In my previous review, I said what Harris really needed to do with this book was to clear the deck of the ridiculous assortment of Firestorms that the series had gathered up. I’m sure Ethan Van Sciver and Cinar had fun design and drawing them up, but they were a horrible drag on the story. Their presence drowned out the core concept of Jason and Ronnie as the stars. They reduced the very concept of Firestorm into something that could be mass produced. With all of the Lantern Corps in one of DC’s most popular franchises, the last thing the universe needed was a Firestorm Corps.
Well, Harris fixes that.
Like I said, it’s not pretty. Nor is it particularly satisfying. But the board does get cleared of the Firestorm Corps. Don’t get me wrong. Tying Firestorm into a variation on nuclear proliferation was a clever idea. Nationalistic, carbon copies of Firestorm just was not the greatest way to go about it.
It probably goes without saying that this was not a fantastic conclusion to the story the series had been building up for months. To be honest, I long ago lost track of what the story here was even supposed to be. There are FIrestorms everywhere. Pozhar has gone into full megalomaniac mode for whatever reason. I don’t know. But Harris wraps it all up neatly as though he was mandated to, which I expect he was. Harris goes all Scorched Earth on the plot here, burning away everything he can of the ongoing plot in order to reset Jason and Ronnie’s status quo.
It’s pretty painfully obvious that this was not the intended end for the story. Pozhar was clearly meant to be a far more complex character than the one-note power-mad maniac he ends up here as. Zither too clearly had layers to her character, but we do not get to see under the surface for her either. We never did follow up on the Hyena’s mercenary unit and the very obvious setup for a new Killer Frost. So yeah, there is a very clear disconnect between what was happening at the beginning of this series and where the story ends up here.
Probably the best, most consistent thing about this series has been Cinar’s art, which continue their good quality in this issue. The man’s a damn good superhero artist. It’s as simple as that. His time on this book is coming to an end, and DC would be wise to line him up for another of their books.

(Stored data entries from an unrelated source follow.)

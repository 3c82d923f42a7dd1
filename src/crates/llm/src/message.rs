//! Conversation messages as exchanged with chat-completion endpoints.

use serde::{Deserialize, Serialize};
use std::fmt;

/// The role of a chat message sender.
#[derive(Debug, Clone, Copy, PartialEq, Eq, Serialize, Deserialize)]
#[serde(rename_all = "lowercase")]
pub enum ChatRole {
    User,
    Assistant,
    System,
    /// Carries a serialized function result.
    Function,
}

impl ChatRole {
    pub fn as_str(&self) -> &'static str {
        match self {
            ChatRole::User => "user",
            ChatRole::Assistant => "assistant",
            ChatRole::System => "system",
            ChatRole::Function => "function",
        }
    }
}

impl fmt::Display for ChatRole {
    fn fmt(&self, f: &mut fmt::Formatter<'_>) -> fmt::Result {
        f.write_str(self.as_str())
    }
}

/// A single message in a conversation.
#[derive(Debug, Clone, PartialEq, Serialize, Deserialize)]
pub struct ChatMessage {
    pub role: ChatRole,
    pub content: String,
    /// Function name, only meaningful for `ChatRole::Function`.
    #[serde(default, skip_serializing_if = "Option::is_none")]
    pub name: Option<String>,
}

impl ChatMessage {
    pub fn new(role: ChatRole, content: impl Into<String>) -> Self {
        Self {
            role,
            content: content.into(),
            name: None,
        }
    }

    pub fn user(content: impl Into<String>) -> Self {
        Self::new(ChatRole::User, content)
    }

    pub fn assistant(content: impl Into<String>) -> Self {
        Self::new(ChatRole::Assistant, content)
    }

    pub fn system(content: impl Into<String>) -> Self {
        Self::new(ChatRole::System, content)
    }

    pub fn function(name: impl Into<String>, content: impl Into<String>) -> Self {
        Self {
            role: ChatRole::Function,
            content: content.into(),
            name: Some(name.into()),
        }
    }
}

#[cfg(test)]
mod tests {
    use super::*;

    #[test]
    fn test_role_serialization() {
        let msg = ChatMessage::user("hi");
        let json = serde_json::to_value(&msg).unwrap();
        assert_eq!(json["role"], "user");
        assert!(json.get("name").is_none());

        let msg = ChatMessage::function("get_gas_price", "{}");
        let json = serde_json::to_value(&msg).unwrap();
        assert_eq!(json["role"], "function");
        assert_eq!(json["name"], "get_gas_price");
    }

    #[test]
    fn test_role_display() {
        assert_eq!(ChatRole::System.to_string(), "system");
        assert_eq!(ChatRole::Function.as_str(), "function");
    }
}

It seems that Harris will be writing next month’s #0 issue, and that he and Cinar will then be the latest creators to leave this series. It sounds like the issue will be an aftermath issue that tries to set up the next run, which will be by Dan Jurgens. Am I optimistic? Not really. I’ve liked some of what Jurgens has done in the past, but his track record with the New 52 thus far has not been promising at all. Green Arrow and Justice League International? Ouch. Plus, it will take a lot of work and good ideas to pick this book up out of the hole it has dug into.
So basically, there’s really no reason to read this issue. Its whole purpose is to mercifully end the nigh disaster of a story it has been spinning for months now. Chances are that no one will be looking to follow up on any of it. I have no doubt that Fury of Firestorm: the Nuclear Men falls in the same company as Static Shock, Grifter, Voodoo, Savage Hawkman and all of the other titles that have suffered behind the scenes between creators and editorial. Eventually, we’ll probably get some interesting interviews or tweets about what happened here. We know the basics already. Another series that had some momentum thanks to Brightest Day got ran into the ground within a year.